Prague, 11 February 2003 (RFE/RL) -- NATO ambassadors are due to meet again today in hopes of ending a rift over plans to bolster defenses in Turkey, the only alliance member bordering Iraq. France, Belgium, and Germany yesterday blocked a plan to send Turkey AWACS planes, Patriot missiles, and antichemical- and antibiological-warfare teams. They argued it would be a premature signal war has begun and diplomatic efforts have ended.
U.S. President George W. Bush said he was disappointed with France's role in the decision. "I don't understand that decision. It affects the alliance in a negative way," he said.
U.S. Defense Secretary Donald Rumsfeld denounced the move as "a disgrace." Asked at a press conference if it would delay a possible attack against Iraq, Rumsfeld said "no." He said planning is ongoing outside NATO.
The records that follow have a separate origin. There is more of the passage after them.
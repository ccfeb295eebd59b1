//! Hookgate
//!
//! Intercepts agent lifecycle events, runs the command hooks configured for them
//! and resolves their outputs into one decision the agent runtime must honour.
//!
//! This crate re-exports [`hookgate_core`]; the `hookgate` binary lives in
//! `crates/hookgate-cli`.
//!
//! ```rust,no_run
//! use hookgate::{EventPayload, Verdict};
//! use hookgate::settings::ConfigStore;
//!
//! # async fn example() {
//! let dispatcher = ConfigStore::discover().load().into_dispatcher();
//! let payload = EventPayload::pre_action("session-1", "Write", serde_json::json!({"path": "a.txt"}));
//! let decision = dispatcher.dispatch(&payload).await;
//! if decision.verdict == Verdict::Deny {
//!     eprintln!("denied: {}", decision.reason.unwrap_or_default());
//! }
//! # }
//! ```

pub use hookgate_core::*;
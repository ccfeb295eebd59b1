//! Decision aggregation
//!
//! Combines the per-hook decisions for one event into a single decision. The input
//! is in merge order (configuration order, then callbacks), never completion order,
//! so the outcome does not depend on which hook finished first.
//!
//! Precedence:
//! 1. the first Deny/Block wins, with its reason and context
//! 2. else the first Ask wins
//! 3. else Pass, carrying every `additionalContext` joined by newlines
//!
//! Independently of the verdict, any hook asking to stop the session stops it, and
//! `suppressOutput` is OR-ed across hooks.

use tracing::debug;

use super::events::EventKind;
use super::hook_output::{Decision, Verdict};

const STOP_REASON: &str = "a hook requested the session to stop";

/// Aggregate `decisions` (in merge order) for `event`
pub fn aggregate(event: EventKind, decisions: &[Decision]) -> Decision {
    let verdict_of = |decision: &Decision| event.normalize(decision.verdict);

    let mut result = if let Some(winner) = decisions.iter().find(|d| verdict_of(d).is_blocking()) {
        let mut winner = winner.clone();
        winner.verdict = verdict_of(&winner);
        if winner.reason.as_deref().is_none_or(|r| r.trim().is_empty()) {
            winner.reason = Some(format!("{} by hook", winner.verdict));
        }
        winner
    } else if let Some(ask) = decisions.iter().find(|d| verdict_of(d) == Verdict::Ask) {
        ask.clone()
    } else {
        let contexts: Vec<&str> = decisions
            .iter()
            .filter_map(|d| d.additional_context.as_deref())
            .filter(|c| !c.is_empty())
            .collect();
        Decision {
            additional_context: (!contexts.is_empty()).then(|| contexts.join("\n")),
            ..Decision::pass()
        }
    };

    result.suppress_output = decisions.iter().any(|d| d.suppress_output);

    if let Some(stopper) = decisions.iter().find(|d| !d.continue_session) {
        result.continue_session = false;
        if result.reason.as_deref().is_none_or(|r| r.trim().is_empty()) {
            let reason = stopper
                .reason
                .clone()
                .filter(|r| !r.trim().is_empty())
                .unwrap_or_else(|| STOP_REASON.to_string());
            result.reason = Some(reason);
        }
    } else {
        result.continue_session = true;
    }

    debug!(
        "Aggregated {} decision(s) for {}: {}",
        decisions.len(),
        event,
        result
    );
    result
}
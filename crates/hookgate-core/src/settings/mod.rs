//! Multi-level hook settings
//!
//! Hook configuration is read from up to three JSON files, in this order:
//!
//! 1. **User settings** - `~/.config/hookgate/settings.json`
//! 2. **Project settings** - `.hookgate/settings.json` (committed)
//! 3. **Local settings** - `.hookgate/settings.local.json` (uncommitted)
//!
//! Hook entries from all readable files are concatenated per event in that order;
//! a later file never overrides or removes an earlier file's hooks. Only the
//! engine-wide `hook_settings` values are overridden key by key.
//!
//! Files may contain `//` and `/* */` comments. A missing, malformed or invalid
//! file is skipped with a warning and never stops the others from loading.
//!
//! # Example Usage
//!
//! ```rust,no_run
//! use hookgate_core::settings::ConfigStore;
//!
//! let loaded = ConfigStore::discover().load();
//! for warning in &loaded.warnings {
//!     eprintln!("skipped: {}", warning);
//! }
//! let dispatcher = loaded.into_dispatcher();
//! ```

pub mod loader;
pub mod locations;
pub mod types;
pub mod validation;

pub use loader::{strip_json_comments, ConfigStore, LoadedConfig};
pub use locations::{ConfigSource, SettingsLocations, SettingsSource};
pub use types::{HookDefinition, HookGroup, HookSettings, HookSettingsPatch, SettingsFile};
pub use validation::{validate, SettingsValidationResult};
Also yesterday, Russia, Germany, and France issued a joint statement, demanding more weapons inspectors and more technical assistance for them. The statement was released in Paris following talks between Russian President Vladimir Putin and French President Jacques Chirac.
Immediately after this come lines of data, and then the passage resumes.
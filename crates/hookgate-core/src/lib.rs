//! Hookgate Core Library
//!
//! This crate provides the hook dispatch engine: it loads hook configuration from
//! the settings hierarchy, matches configured hooks against agent lifecycle events,
//! runs them as sandboxed subprocesses and resolves their outputs into one
//! enforceable decision per event.

pub mod error;
pub mod hooks;
pub mod settings;

// Re-export commonly used types
pub use error::{ConfigError, HookExecutionError, HookgateError, HookgateResult, MatcherError};
pub use hooks::{
    CallbackHook, Decision, DispatchOptions, DispatchReport, EventDispatcher, EventKind,
    EventPayload, HookCommand, HookConfigTable, HookEntry, HookExecutionResult, HookProcess,
    HookReporter, HookStatistics, Verdict,
};
pub use settings::{ConfigSource, ConfigStore, LoadedConfig, SettingsLocations, SettingsSource};
impl EventDispatcher {
    /// Create a dispatcher with default options
    pub fn new(table: HookConfigTable) -> Self {
        Self::with_options(table, DispatchOptions::default())
    }

    /// Create a dispatcher with the given options
    pub fn with_options(table: HookConfigTable, options: DispatchOptions) -> Self {
        let dispatcher = Self {
            table: RwLock::new(Arc::new(HookConfigTable::empty())),
            callbacks: RwLock::new(Vec::new()),
            process: HookProcess::new(options.process),
            max_concurrency: options.max_concurrency,
            reporter: Arc::new(TracingReporter),
            stats: StatsRecorder::default(),
        };
        dispatcher.replace_table(table);
        dispatcher
    }

    /// Use a custom reporter for user-visible feedback
    pub fn with_reporter(mut self, reporter: Arc<dyn HookReporter>) -> Self {
        self.reporter = reporter;
        self
    }

    /// Current configuration table
    pub fn table(&self) -> Arc<HookConfigTable> {
        self.table.read().clone()
    }

    /// Swap in a new table. Dispatches already running keep the old one.
    pub fn replace_table(&self, table: HookConfigTable) {
        for event in table.events() {
            for entry in table.entries(event) {
                if let Some(err) = entry.matcher().error() {
                    self.warn(HookWarning::from_matcher_error(event, err));
                }
            }
        }
        info!(
            "Installed hook table: {} command(s) across {} event(s)",
            table.command_count(),
            table.events().len()
        );
        *self.table.write() = Arc::new(table);
    }

    /// Register an in-process hook for `event`
    pub fn register_callback(&self, event: EventKind, hook: CallbackHook) {
        debug!("Registered callback hook '{}' for {}", hook.name, event);
        self.callbacks.write().push((event, hook));
    }

    /// Remove the callbacks named `name` from `event`. Returns whether any was removed.
    pub fn unregister_callback(&self, event: EventKind, name: &str) -> bool {
        let mut callbacks = self.callbacks.write();
        let before = callbacks.len();
        callbacks.retain(|(kind, hook)| !(*kind == event && hook.name == name));
        let removed = callbacks.len() != before;
        if removed {
            debug!("Unregistered callback hook '{}' for {}", name, event);
        }
        removed
    }

    /// Registered callbacks in registration order, optionally only those for `event`
    pub fn callbacks(&self, event: Option<EventKind>) -> Vec<(EventKind, CallbackHook)> {
        self.callbacks
            .read()
            .iter()
            .filter(|(kind, _)| event.is_none_or(|e| e == *kind))
            .cloned()
            .collect()
    }

    /// Remove every callback, or only those for `event`. Returns how many were removed.
    pub fn clear_callbacks(&self, event: Option<EventKind>) -> usize {
        let mut callbacks = self.callbacks.write();
        let before = callbacks.len();
        callbacks.retain(|(kind, _)| event.is_some_and(|e| e != *kind));
        let removed = before - callbacks.len();
        debug!("Cleared {} callback hook(s)", removed);
        removed
    }

    /// Snapshot of the error statistics
    pub fn statistics(&self) -> HookStatistics {
        self.stats.snapshot()
    }

    pub fn reset_statistics(&self) {
        self.stats.reset();
    }

    /// Dispatch an event and return the aggregated decision
    pub async fn dispatch(&self, payload: &EventPayload) -> Decision {
        self.dispatch_detailed(payload, &CancellationToken::new())
            .await
            .decision
    }

    /// Dispatch an event, terminating all hooks if `cancel` fires
    pub async fn dispatch_with_cancel(
        &self,
        payload: &EventPayload,
        cancel: &CancellationToken,
    ) -> Decision {
        self.dispatch_detailed(payload, cancel).await.decision
    }

    /// Dispatch an event and return the per-hook details along with the decision
    pub async fn dispatch_detailed(
        &self,
        payload: &EventPayload,
        cancel: &CancellationToken,
    ) -> DispatchReport {
        let event = payload.event;
        let mut states = vec![DispatchState::Idle];

        transition(&mut states, event, DispatchState::CollectingMatches);
        let table = self.table();
        let subject = payload.subject.as_deref();
        let commands = table.matching_commands(event, subject);
        let callbacks: Vec<CallbackHook> = self
            .callbacks
            .read()
            .iter()
            .filter(|(kind, hook)| *kind == event && hook.matches(subject))
            .map(|(_, hook)| hook.clone())
            .collect();

        transition(&mut states, event, DispatchState::Executing);
        if commands.is_empty() && callbacks.is_empty() {
            debug!("No hooks matched {} (subject: {:?})", event, subject);
            transition(&mut states, event, DispatchState::Done);
            let decision = Decision::pass();
            self.stats.record_dispatch(&decision);
            return DispatchReport {
                event,
                decision,
                runs: Vec::new(),
                states,
                cancelled: false,
            };
        }

        info!(
            "Running {} hook(s) for {} (subject: {:?})",
            commands.len() + callbacks.len(),
            event.description(),
            subject
        );

        let semaphore = self.max_concurrency.map(|limit| Semaphore::new(limit.max(1)));
        let semaphore = semaphore.as_ref();
        let (command_outcomes, callback_outcomes) = tokio::join!(
            self.run_commands(&commands, payload, cancel, semaphore),
            self.run_callbacks(&callbacks, payload, cancel, semaphore),
        );

        // Only a hook that was actually interrupted makes the dispatch cancelled.
        let cancelled = command_outcomes
            .iter()
            .any(|(outcome, _)| matches!(outcome, Err(HookExecutionError::Cancelled { .. })))
            || callback_outcomes
                .iter()
                .any(|(outcome, _)| matches!(outcome, CallbackOutcome::Cancelled));

        let mut runs: Vec<HookRun> = commands
            .iter()
            .zip(command_outcomes)
            .map(|(command, (outcome, elapsed))| self.record_command(event, command, outcome, elapsed))
            .collect();
        runs.extend(
            callbacks
                .iter()
                .zip(callback_outcomes)
                .map(|(hook, (outcome, elapsed))| self.record_callback(event, hook, outcome, elapsed)),
        );
        self.stats.record_runs(commands.len(), callbacks.len());

        if cancelled {
            transition(&mut states, event, DispatchState::Done);
            self.stats.record_cancellation();
            return DispatchReport {
                event,
                decision: Decision::pass().stop_session(CANCELLED_REASON),
                runs,
                states,
                cancelled: true,
            };
        }

        transition(&mut states, event, DispatchState::Aggregating);
        let decisions: Vec<Decision> = runs.iter().map(|run| run.decision.clone()).collect();
        let decision = aggregate(event, &decisions);
        transition(&mut states, event, DispatchState::Done);

        self.stats.record_dispatch(&decision);
        info!("Hooks for {} resolved: {}", event, decision);

        DispatchReport {
            event,
            decision,
            runs,
            states,
            cancelled: false,
        }
    }

    /// Run commands concurrently; results come back in input order
    async fn run_commands(
        &self,
        commands: &[&HookCommand],
        payload: &EventPayload,
        cancel: &CancellationToken,
        semaphore: Option<&Semaphore>,
    ) -> Vec<(Result<HookExecutionResult, HookExecutionError>, Duration)> {
        join_all(commands.iter().map(|command| async move {
            let start = Instant::now();
            let _permit = match semaphore {
                Some(semaphore) => semaphore.acquire().await.ok(),
                None => None,
            };
            let outcome = if cancel.is_cancelled() {
                Err(HookExecutionError::Cancelled {
                    command: command.command.clone(),
                })
            } else {
                self.process.execute_with_cancel(command, payload, cancel).await
            };
            (outcome, start.elapsed())
        }))
        .await
    }

    /// Run callbacks concurrently on the blocking pool; results come back in input order
    async fn run_callbacks(
        &self,
        callbacks: &[CallbackHook],
        payload: &EventPayload,
        cancel: &CancellationToken,
        semaphore: Option<&Semaphore>,
    ) -> Vec<(CallbackOutcome, Duration)> {
        join_all(callbacks.iter().map(|hook| async move {
            let start = Instant::now();
            let _permit = match semaphore {
                Some(semaphore) => semaphore.acquire().await.ok(),
                None => None,
            };
            let outcome = if cancel.is_cancelled() {
                CallbackOutcome::Cancelled
            } else {
                run_callback(hook.clone(), payload.clone(), cancel).await
            };
            (outcome, start.elapsed())
        }))
        .await
    }

    /// Interpret one command outcome, reporting anything the user should see
    fn record_command(
        &self,
        event: EventKind,
        command: &HookCommand,
        outcome: Result<HookExecutionResult, HookExecutionError>,
        elapsed: Duration,
    ) -> HookRun {
        match outcome {
            Ok(result) => {
                let decision = interpret(event, &result);
                let failure = result.failure(command);
                match &failure {
                    Some(err) => self.warn(HookWarning::from_execution_error(
                        event,
                        command.command.clone(),
                        err,
                    )),
                    None if result.success() && decision.verdict == Verdict::Pass => {
                        if let Some(text) = decision.reason.as_deref() {
                            self.reporter.message(event, &command.command, text);
                        }
                    }
                    None => {}
                }
                debug!(
                    "Hook '{}' finished in {}ms (exit {}): {}",
                    command,
                    result.duration_ms(),
                    result.exit_code,
                    decision
                );
                HookRun {
                    source: command.command.clone(),
                    decision,
                    exit_code: Some(result.exit_code),
                    duration_ms: result.duration_ms(),
                    timed_out: result.timed_out,
                    error: failure.map(|err| err.to_string()),
                }
            }
            Err(err) => {
                if let HookExecutionError::SpawnFailed { .. } = err {
                    error!("{}", err);
                }
                if !matches!(err, HookExecutionError::Cancelled { .. }) {
                    self.warn(HookWarning::from_execution_error(
                        event,
                        command.command.clone(),
                        &err,
                    ));
                }
                HookRun {
                    source: command.command.clone(),
                    decision: Decision::pass_with_reason(err.to_string()),
                    exit_code: None,
                    duration_ms: elapsed.as_millis() as u64,
                    timed_out: false,
                    error: Some(err.to_string()),
                }
            }
        }
    }

    fn record_callback(
        &self,
        event: EventKind,
        hook: &CallbackHook,
        outcome: CallbackOutcome,
        elapsed: Duration,
    ) -> HookRun {
        let (decision, timed_out, error) = match outcome {
            CallbackOutcome::Finished(decision) => {
                debug!("Callback hook '{}' returned {}", hook.name, decision);
                (decision, false, None)
            }
            CallbackOutcome::Panicked(message) => {
                self.warn(HookWarning::new(
                    event,
                    hook.name.clone(),
                    WarningKind::Panicked,
                    message.clone(),
                ));
                (Decision::pass_with_reason(message.clone()), false, Some(message))
            }
            CallbackOutcome::TimedOut => {
                let err = HookExecutionError::Timeout {
                    command: hook.name.clone(),
                    timeout_secs: hook.timeout_secs,
                };
                self.warn(HookWarning::from_execution_error(event, hook.name.clone(), &err));
                (Decision::pass_with_reason(TIMED_OUT_REASON), true, Some(err.to_string()))
            }
            CallbackOutcome::Cancelled => {
                let err = HookExecutionError::Cancelled {
                    command: hook.name.clone(),
                };
                (Decision::pass_with_reason(err.to_string()), false, Some(err.to_string()))
            }
        };
        HookRun {
            source: hook.name.clone(),
            decision,
            exit_code: None,
            duration_ms: elapsed.as_millis() as u64,
            timed_out,
            error,
        }
    }

    fn warn(&self, warning: HookWarning) {
        self.stats.record_warning(&warning);
        self.reporter.warning(&warning);
    }
}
Meanwhile, the Iraqi ambassador to the UN, Muhammad al-Duri, announced yesterday that Iraq will allow U-2 surveillance planes to overflight its territory as demanded by the weapons inspectors. Bush dismissed the move as a stalling tactic by Iraqi President Saddam Hussein.
Bush also leveled a new charge against Saddam, accusing him of planning to use civilians as human shields in a war and blame resulting civilian casualties on U.S.-led forces.
And finally, chief UN weapons inspector Hans Blix said he saw little new in documents Baghdad gave him over the weekend. He said Iraq had suggested new methods of investigation, including drilling into the ground, to prove it had no weapons of mass destruction. Blix also rejected European suggestions that more inspectors would help him.